Well, on the receive path, the L2 header is available and complete. On
the sending path, it's not, but there the MAC address is all zeroes and
no packets will match.

Let's say I use the same setup as above, then:

# echo 1 > /proc/sys/net/netfilter/nf_log_all_netns
# ip netns exec A iptables -A INPUT -j LOG --log-prefix "input: "
# ip netns exec A iptables -A OUTPUT -j LOG --log-prefix "output: "
# ping -c1 192.0.2.2 >/dev/null

What I get in the log is:

input: IN=veth2 OUT= MAC=62:68:5a:00:71:7c:72:59:6b:0e:9b:dc:08:00 SRC=192.0.2.1 DST=192.0.2.2 LEN=84 TOS=0x00 PREC=0x00 TTL=64 ID=39182 DF PROTO=ICMP TYPE=8 CODE=0 ID=3637 SEQ=1
output: IN= OUT=veth2 SRC=192.0.2.2 DST=192.0.2.1 LEN=84 TOS=0x00 PREC=0x00 TTL=64 ID=1307 PROTO=ICMP TYPE=0 CODE=0 ID=3637 SEQ=1

I see two issues with the current behaviour:

- we seem to allow but silently disregard matching on destination for sets
  using MAC addresses

- we don't allow matching on destination MAC addresses in cases where
  the user is legitimately expecting it to work (that is, receive path)

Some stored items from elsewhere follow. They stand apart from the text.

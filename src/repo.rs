//! Repository-side helpers for service implementations.
//!
//! Name normalisation, tree filtering, and hydration of a model's module
//! drafts into a `RepoAnalysis` ready to install. Nothing here performs
//! I/O; fetch implementations call these around their own network code.

use serde::{Deserialize, Serialize};
use smallvec::SmallVec;

use crate::config::EngineConfig;
use crate::expansion::view_url;
use crate::model::*;

// ============================================================================
// Names and paths
// ============================================================================

/// `https://github.com/owner/repo.git` → `owner/repo`.
///
/// Inputs with fewer than two segments are returned unchanged.
pub fn normalize_repo_name(input: &str) -> String {
    let clean = input.trim()
        .replace("https://github.com/", "")
        .replace(".git", "");
    let parts: Vec<&str> = clean.split('/').filter(|p| !p.trim().is_empty()).collect();
    match parts.as_slice() {
        [owner, repo, ..] => format!("{owner}/{repo}"),
        _ => input.to_string(),
    }
}

const KEPT_EXTENSIONS: &[&str] = &[
    "ts", "tsx", "js", "jsx", "py", "go", "rs", "java", "c", "cpp", "h",
    "css", "html", "json", "csv", "xml", "yaml", "yml", "md", "txt", "pdf", "sql",
];

/// Whether a tree path is worth showing: no vendored, test or dot paths,
/// and a recognised source or document extension.
pub fn is_relevant_path(path: &str) -> bool {
    if path.contains("node_modules") || path.contains("test") || path.starts_with('.') {
        return false;
    }
    path.rsplit_once('.')
        .is_some_and(|(_, ext)| KEPT_EXTENSIONS.contains(&ext))
}

/// Relevant paths, in input order, capped at `limit`
/// (normally `EngineConfig::max_tree_paths`).
pub fn filter_tree_paths<I, P>(paths: I, limit: usize) -> Vec<String>
where
    I: IntoIterator<Item = P>,
    P: AsRef<str>,
{
    paths.into_iter()
        .filter(|p| is_relevant_path(p.as_ref()))
        .map(|p| p.as_ref().to_string())
        .take(limit)
        .collect()
}

// ============================================================================
// Hydration
// ============================================================================

/// One module as described by the repository model.
#[derive(Debug, Clone, PartialEq, Serialize, Deserialize)]
#[serde(rename_all = "camelCase")]
pub struct ModuleDraft {
    pub id: String,
    pub label: String,
    #[serde(default)]
    pub full_path: Option<String>,
    #[serde(rename = "type")]
    pub kind: NodeKind,
    #[serde(default)]
    pub complexity_score: f64,
    #[serde(default)]
    pub reasoning: String,
    #[serde(default)]
    pub concepts: Vec<String>,
    #[serde(default)]
    pub lines_of_code: f64,
    #[serde(default)]
    pub summary: String,
    #[serde(default)]
    pub files: Vec<String>,
}

#[derive(Debug, Clone, PartialEq, Eq, Serialize, Deserialize)]
pub struct EdgeDraft {
    pub id: String,
    pub source: String,
    pub target: String,
}

/// The repository model's structured answer.
#[derive(Debug, Clone, PartialEq, Default, Serialize, Deserialize)]
#[serde(rename_all = "camelCase")]
pub struct ModelOutput {
    #[serde(default)]
    pub repo_name: Option<String>,
    #[serde(default)]
    pub overall_summary: String,
    #[serde(default)]
    pub architecture_type: String,
    #[serde(default)]
    pub nodes: Vec<ModuleDraft>,
    #[serde(default)]
    pub edges: Vec<EdgeDraft>,
}

/// The repository listing a fetch produced alongside the model output.
#[derive(Debug, Clone, PartialEq, Eq, Default)]
pub struct TreeListing {
    pub default_branch: String,
    pub file_paths: Vec<String>,
}

/// Turn model output plus a raw tree listing into an installable analysis.
///
/// Drafts whose kind is folder, or whose label has no extension, become
/// collapsed folders. Root nodes are laid out on the configured grid. The
/// listing is filtered and capped at `max_tree_paths` to form the file map.
/// The stored score is rounded; level and overall mean use the raw score.
pub fn hydrate(repo_name: &str, output: ModelOutput, listing: TreeListing, config: &EngineConfig) -> RepoAnalysis {
    let branch = listing.default_branch;
    let mut raw_total = 0.0;
    let draft_count = output.nodes.len();
    let nodes: Vec<Node> = output.nodes.into_iter()
        .enumerate()
        .map(|(i, draft)| {
            let is_folder = draft.kind == NodeKind::Folder || !draft.label.contains('.');
            let path = draft.full_path
                .filter(|p| !p.is_empty())
                .unwrap_or_else(|| draft.label.clone());
            let raw = draft.complexity_score.clamp(0.0, 10.0);
            raw_total += raw;

            let mut data = NodeData::new(draft.label, if is_folder { NodeKind::Folder } else { draft.kind })
                .with_complexity(raw.round() as u8)
                .with_summary(draft.summary)
                .with_url(view_url(&config.view_base_url, repo_name, &branch, &path, is_folder))
                .with_full_path(path);
            data.complexity_level = ComplexityLevel::from_fractional(raw);
            data.reasoning = draft.reasoning;
            data.lines_of_code = draft.lines_of_code.max(0.0) as u64;
            data.concepts = SmallVec::from_vec(draft.concepts);
            data.files_preview = draft.files;

            Node::new(draft.id, data).at(config.grid.place(i))
        })
        .collect();

    let edges = output.edges.into_iter()
        .map(|e| Edge::new(e.id, NodeId(e.source), NodeId(e.target)))
        .collect();

    let overall_complexity = if draft_count == 0 { 0.0 } else { raw_total / draft_count as f64 };

    RepoAnalysis {
        repo_name: output.repo_name.unwrap_or_else(|| repo_name.to_string()),
        nodes,
        edges,
        overall_complexity,
        overall_summary: output.overall_summary,
        architecture_type: output.architecture_type,
        file_map: filter_tree_paths(listing.file_paths, config.max_tree_paths),
        timestamp: None,
        default_branch: branch,
    }
}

If you think getting destination MAC address matches to work on
selected paths might be confusing to the user, as they might expect it
to work everywhere (e.g. expecting it to match the MAC address of the
destination IP address after routing), I'd rather add a note to the man
page of ipset. I actually don't think it's the case, though.